The point is, there is cause for optimism. The events of the past eight weeks are being reframed. Language is everything. For example, yesterday they attached a hose to the side of the riser pipe and are producing a good deal more oil than before.
This oil, which could continue to do tremendous damage to the ocean, is now being loaded into tankers and hauled off to refineries where transfer and processing will disperse some of it, in the normal way, into the air and not the water. Then, in a clever move, yet more will be dispersed into the air across both hemispheres as the refined product is used by industry, planes, trucks and cars here and abroad.

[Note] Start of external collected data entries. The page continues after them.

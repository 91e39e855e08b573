use serde::{Deserialize, Serialize};
use std::collections::BTreeMap;
use std::fmt;

use super::errors::SubmitError;
use super::ids::{JobId, TaskId};
use super::param::ParamSet;
use super::task_type::TaskType;

/// Source language of the submitted code artifact.
#[derive(Debug, Clone, Copy, PartialEq, Eq, Hash, Default, Serialize, Deserialize)]
#[serde(into = "i32", try_from = "i32")]
pub enum Language {
    #[default]
    Unspecified,
    Python,
    Cpp,
    /// Parameter-only task, no code payload.
    Declarative,
}

impl Language {
    pub fn code(self) -> i32 {
        match self {
            Language::Unspecified => 0,
            Language::Python => 1,
            Language::Cpp => 2,
            Language::Declarative => 3,
        }
    }
}

impl fmt::Display for Language {
    fn fmt(&self, f: &mut fmt::Formatter<'_>) -> fmt::Result {
        let s = match self {
            Language::Unspecified => "unspecified",
            Language::Python => "python",
            Language::Cpp => "cpp",
            Language::Declarative => "declarative",
        };
        f.write_str(s)
    }
}

impl From<Language> for i32 {
    fn from(language: Language) -> Self {
        language.code()
    }
}

impl TryFrom<i32> for Language {
    type Error = SubmitError;

    fn try_from(code: i32) -> Result<Self, Self::Error> {
        match code {
            0 => Ok(Language::Unspecified),
            1 => Ok(Language::Python),
            2 => Ok(Language::Cpp),
            3 => Ok(Language::Declarative),
            other => Err(SubmitError::InvalidLanguage(other)),
        }
    }
}

/// Description of one distributed computation job.
///
/// Built by `TaskBuilder`; immutable afterwards (fields are only readable).
#[derive(Debug, Clone, PartialEq, Serialize, Deserialize)]
pub struct TaskDescriptor {
    #[serde(rename = "type")]
    task_type: TaskType,
    name: String,
    language: Language,
    params: ParamSet,
    #[serde(default, with = "hex_code", skip_serializing_if = "Option::is_none")]
    code: Option<Vec<u8>>,
    #[serde(default)]
    node_map: BTreeMap<String, String>,
    #[serde(default)]
    input_datasets: Vec<String>,
    job_id: JobId,
    task_id: TaskId,
}

/// Everything a descriptor is made of, once ids are settled.
pub(crate) struct TaskParts {
    pub task_type: TaskType,
    pub name: String,
    pub language: Language,
    pub params: ParamSet,
    pub code: Option<Vec<u8>>,
    pub node_map: BTreeMap<String, String>,
    pub input_datasets: Vec<String>,
    pub job_id: JobId,
    pub task_id: TaskId,
}

impl TaskDescriptor {
    pub(crate) fn from_parts(parts: TaskParts) -> Self {
        Self {
            task_type: parts.task_type,
            name: parts.name,
            language: parts.language,
            params: parts.params,
            code: parts.code,
            node_map: parts.node_map,
            input_datasets: parts.input_datasets,
            job_id: parts.job_id,
            task_id: parts.task_id,
        }
    }

    pub fn task_type(&self) -> TaskType {
        self.task_type
    }

    pub fn name(&self) -> &str {
        &self.name
    }

    pub fn language(&self) -> Language {
        self.language
    }

    pub fn params(&self) -> &ParamSet {
        &self.params
    }

    pub fn code(&self) -> Option<&[u8]> {
        self.code.as_deref()
    }

    pub fn node_map(&self) -> &BTreeMap<String, String> {
        &self.node_map
    }

    pub fn input_datasets(&self) -> &[String] {
        &self.input_datasets
    }

    pub fn job_id(&self) -> &JobId {
        &self.job_id
    }

    pub fn task_id(&self) -> &TaskId {
        &self.task_id
    }
}

/// `code` travels as a hex string.
mod hex_code {
    use serde::{Deserialize, Deserializer, Serializer};

    pub fn serialize<S: Serializer>(code: &Option<Vec<u8>>, s: S) -> Result<S::Ok, S::Error> {
        match code {
            Some(bytes) => s.serialize_some(&hex::encode(bytes)),
            None => s.serialize_none(),
        }
    }

    pub fn deserialize<'de, D: Deserializer<'de>>(d: D) -> Result<Option<Vec<u8>>, D::Error> {
        let text: Option<String> = Option::deserialize(d)?;
        text.map(|t| hex::decode(t).map_err(serde::de::Error::custom))
            .transpose()
    }
}

#[cfg(test)]
mod tests {
    use super::*;
    use crate::domain::param::ParamValue;

    fn sample() -> TaskDescriptor {
        let mut params = ParamSet::new();
        params.insert("pirType", ParamValue::int32(1));
        let mut node_map = BTreeMap::new();
        node_map.insert("server".to_string(), "192.168.99.26:50050".to_string());

        TaskDescriptor::from_parts(TaskParts {
            task_type: TaskType::PIR,
            name: "keyword pir task".to_string(),
            language: Language::Declarative,
            params,
            code: Some(b"print(1)".to_vec()),
            node_map,
            input_datasets: vec!["serverData".to_string()],
            job_id: JobId::from_token("job-1").unwrap(),
            task_id: TaskId::from_token("task-1").unwrap(),
        })
    }

    #[test]
    fn language_codes() {
        assert_eq!(Language::try_from(3).unwrap(), Language::Declarative);
        assert_eq!(Language::Declarative.code(), 3);
        assert!(matches!(
            Language::try_from(9),
            Err(SubmitError::InvalidLanguage(9))
        ));
    }

    #[test]
    fn wire_uses_expected_field_names() {
        let json = serde_json::to_value(sample()).unwrap();
        let obj = json.as_object().unwrap();
        for field in [
            "type",
            "name",
            "language",
            "params",
            "code",
            "node_map",
            "input_datasets",
            "job_id",
            "task_id",
        ] {
            assert!(obj.contains_key(field), "missing {field}");
        }
        assert_eq!(json["type"], 2);
        assert_eq!(json["language"], 3);
        assert_eq!(json["code"], hex::encode(b"print(1)"));
        assert_eq!(json["job_id"], "job-1");
    }

    #[test]
    fn descriptor_survives_the_wire() {
        let task = sample();
        let text = serde_json::to_string(&task).unwrap();
        let back: TaskDescriptor = serde_json::from_str(&text).unwrap();
        assert_eq!(back, task);
    }

    #[test]
    fn absent_code_is_omitted() {
        let mut parts_task = sample();
        parts_task.code = None;
        let json = serde_json::to_value(&parts_task).unwrap();
        assert!(json.get("code").is_none());

        let back: TaskDescriptor = serde_json::from_value(json).unwrap();
        assert_eq!(back.code(), None);
    }
}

Remember: the aim is to make sure less oil is lost to BP flowing into the water from BP's busted drill Deepwater Horizon. That can be seen as a definite plus. Above all, there's a plus for democracy: Americans are given a choice. We can choose where to disperse the products of future deep-water drills: water or air.
I'd call that a win-win for BP, the Coast Guard and, of course, all of us. It's important now to end the scare tactics used by environmentalists with their doctored photos of phantasmal sea creatures. BP has its communications team working on that very issue even as we climb into our cars this morning.